O’Bryen presentó a papá a los concurrentes; entre ellos llamaba la atención un indio negro de cara picada de viruelas, uno de los jefes socialistas de Bombay; un obrero con la cabeza grande y la frente abombada, al parecer una lumbrera del partido, y un señor alto y flaco, de bigote corto y aspecto de maestro de escuela. Sólo este señor sabía algo de francés, y cambió con mi padre unas cuantas frases.
Entre las mujeres que me rodearon había algunas celebridades. De las más ilustres era miss Clarck, una mujer como una percha, alta, fea, con unos pies como dos gabarras, manos de gigante, y un sombrero deforme en la cabeza. La fama de miss Clarck procedía de una gran campaña hecha en un periódico a favor de los boers durante la guerra del Transvaal.
Además de miss Clarck se distinguían en el grupo la señora de O’Bryen y una joven rusa, morena, vivaracha, con una risa muy jovial, que se dedicaba a la pintura y se llamaba Natalia Leskov.

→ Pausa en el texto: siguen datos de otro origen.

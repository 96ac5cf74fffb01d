use proptest::prelude::*;
use std::collections::HashSet;
use topology_lib::capacity::{CapacityEstimator, DualCaptureEstimator};
use topology_lib::fingerprint::Fingerprints;
use topology_lib::inference::{ClusteringEngine, LinkValidator, SimilarityEngine};
use topology_lib::source::MemorySource;
use topology_lib::{CapacityReport, LinkMap};

fn fingerprints_strategy() -> impl Strategy<Value = Vec<Vec<f64>>> {
    prop::collection::vec(prop::collection::vec(0.0f64..=1.0, 0..24), 0..10)
}

fn to_fingerprints(series: Vec<Vec<f64>>) -> Fingerprints {
    Fingerprints::from_pairs(
        series
            .into_iter()
            .enumerate()
            .map(|(i, s)| ((i + 1).to_string(), s)),
    )
}

// ---------------------------------------------------------------------------
// Property: similarity entries are bounded, symmetric, and zero on short overlap
// ---------------------------------------------------------------------------

proptest! {
    #![proptest_config(ProptestConfig::with_cases(200))]

    #[test]
    fn similarity_matrix_is_bounded_and_symmetric(series in fingerprints_strategy()) {
        let fp = to_fingerprints(series);
        let matrix = SimilarityEngine::new().compute(&fp);

        prop_assert!(matrix.max_asymmetry() < 1e-12);
        for i in 0..matrix.len() {
            for j in 0..matrix.len() {
                let v = matrix.at(i, j);
                prop_assert!(v.is_finite());
                prop_assert!((-1.0..=1.0).contains(&v));
                let overlap = fp.series_at(i).len().min(fp.series_at(j).len());
                if overlap < 5 {
                    prop_assert_eq!(v, 0.0);
                }
            }
        }
    }
}

// ---------------------------------------------------------------------------
// Property: clustering partitions the cells, and raising the threshold never
// merges groups
// ---------------------------------------------------------------------------

fn assert_partition(links: &LinkMap, cells: &[String]) -> Result<(), TestCaseError> {
    let mut seen = HashSet::new();
    for members in links.values() {
        prop_assert!(!members.is_empty());
        for cell in members {
            prop_assert!(seen.insert(cell.clone()));
        }
    }
    let all: HashSet<String> = cells.iter().cloned().collect();
    prop_assert_eq!(seen, all);
    Ok(())
}

proptest! {
    #![proptest_config(ProptestConfig::with_cases(200))]

    #[test]
    fn clustering_is_a_partition(
        series in fingerprints_strategy(),
        threshold in -1.0f64..=1.0,
    ) {
        let fp = to_fingerprints(series);
        let matrix = SimilarityEngine::new().compute(&fp);
        let links = ClusteringEngine::new(threshold).unwrap().cluster(&matrix);
        assert_partition(&links, fp.cells())?;
    }

    #[test]
    fn raising_threshold_never_reduces_group_count(
        series in fingerprints_strategy(),
        low in -1.0f64..=1.0,
        delta in 0.0f64..=1.0,
    ) {
        let high = (low + delta).min(1.0);
        let fp = to_fingerprints(series);
        let matrix = SimilarityEngine::new().compute(&fp);
        let coarse = ClusteringEngine::new(low).unwrap().cluster(&matrix);
        let fine = ClusteringEngine::new(high).unwrap().cluster(&matrix);
        prop_assert!(fine.len() >= coarse.len());
    }

    #[test]
    fn singletons_and_only_singletons_warned(
        series in fingerprints_strategy(),
        threshold in -1.0f64..=1.0,
    ) {
        let fp = to_fingerprints(series);
        let matrix = SimilarityEngine::new().compute(&fp);
        let links = ClusteringEngine::new(threshold).unwrap().cluster(&matrix);
        let warnings = LinkValidator::new().validate(&links);

        let singletons = links.values().filter(|m| m.len() == 1).count();
        prop_assert_eq!(warnings.len(), singletons);
        for (label, members) in links.iter() {
            let warned = warnings.iter().any(|w| w.starts_with(&format!("{} ", label)));
            prop_assert_eq!(warned, members.len() == 1);
        }
    }
}

// ---------------------------------------------------------------------------
// Property: congestion stays in [0, 1] and safe capacity covers peak demand
// ---------------------------------------------------------------------------

proptest! {
    #![proptest_config(ProptestConfig::with_cases(200))]

    #[test]
    fn dual_capture_report_bounds(
        du in prop::collection::vec(0.0f64..1000.0, 1..32),
        ru in prop::collection::vec(0.0f64..1000.0, 1..32),
    ) {
        let source = MemorySource::builder().du("1", du).ru("1", ru).build();
        let links: LinkMap = [("Link_1", vec!["1".to_string()])].into_iter().collect();
        let map = DualCaptureEstimator::default().estimate(&links, &source);

        let Some(CapacityReport::DualCapture(report)) = map.get("Link_1") else {
            return Err(TestCaseError::fail("expected a dual-capture report"));
        };
        prop_assert!((0.0..=1.0).contains(&report.congestion_score));
        prop_assert!(report.safe_capacity_gbps >= report.peak_demand_gbps);
        prop_assert!(report.peak_demand_gbps + 1e-3 >= report.average_demand_gbps);
    }
}

// ---------------------------------------------------------------------------
// Examples
// ---------------------------------------------------------------------------

#[test]
fn identical_series_join_at_half_threshold() {
    let series = vec![0.0, 1.0, 0.0, 0.5, 1.0, 0.0, 0.25, 1.0, 0.0, 1.0];
    let fp = Fingerprints::from_pairs(vec![("1", series.clone()), ("2", series)]);
    let matrix = SimilarityEngine::new().compute(&fp);
    assert!((matrix.at(0, 1) - 1.0).abs() < 1e-12);

    let links = ClusteringEngine::new(0.5).unwrap().cluster(&matrix);
    assert_eq!(links.len(), 1);
}

#[test]
fn uncorrelated_series_not_forced_together() {
    // Fixed pseudo-random sequences from two independent linear congruential generators
    fn lcg(seed: u64) -> Vec<f64> {
        let mut state = seed;
        (0..10)
            .map(|_| {
                state = state.wrapping_mul(6364136223846793005).wrapping_add(1442695040888963407);
                (state >> 33) as f64 / (1u64 << 31) as f64
            })
            .collect()
    }
    let fp = Fingerprints::from_pairs(vec![("1", lcg(7)), ("2", lcg(1234567))]);
    let matrix = SimilarityEngine::new().compute(&fp);
    let links = ClusteringEngine::new(0.99).unwrap().cluster(&matrix);

    assert!(matrix.at(0, 1) <= 0.99, "fixture series should not correlate");
    assert_eq!(links.len(), 2);
}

Natalia me fue muy simpática, hablamos un rato, nos prometimos mutuamente vernos de nuevo y tratarnos con intimidad, y antes de marcharnos mi padre y yo, la rusa me presentó a un joven polaco, Vladimir Ovolenski, un hombre de unos veinticinco años, de talla media, moreno, con una cabeza de poeta, la frente desguarnecida y la mirada intensa de los ojos hundidos y profundos.
Me chocó este tipo por su aire trágico. A cada paso mi padre y yo teníamos que levantamos a saludar a nuevas personas a quienes nos iban presentando.
Luego, la señora del diputado y sus dos hijos, dos niños muy bonitos de cinco a siete años, que andaban descalzos por el salón, sirvieron el té.
El motivo principal de la conversación fue nuestras aventuras, y relacionándolo con esto se habló de la situación de España.
El señor de la cabeza grande y de la frente abombada me explicó sus ideas acerca de lo que debía ser la organización socialista en España. Yo asentí a todo cuanto me dijo, aunque no comprendí muy bien sus explicaciones.
Al despedirnos de los concurrentes hubo de nuevo felicitaciones y apretones de manos. Íbamos por la calle, cuando papá dijo: «Después de todo, estos ingleses son unos majaderos».
Yo le miré con asombro y pensé si mi padre tendría celos del éxito alcanzado por mí.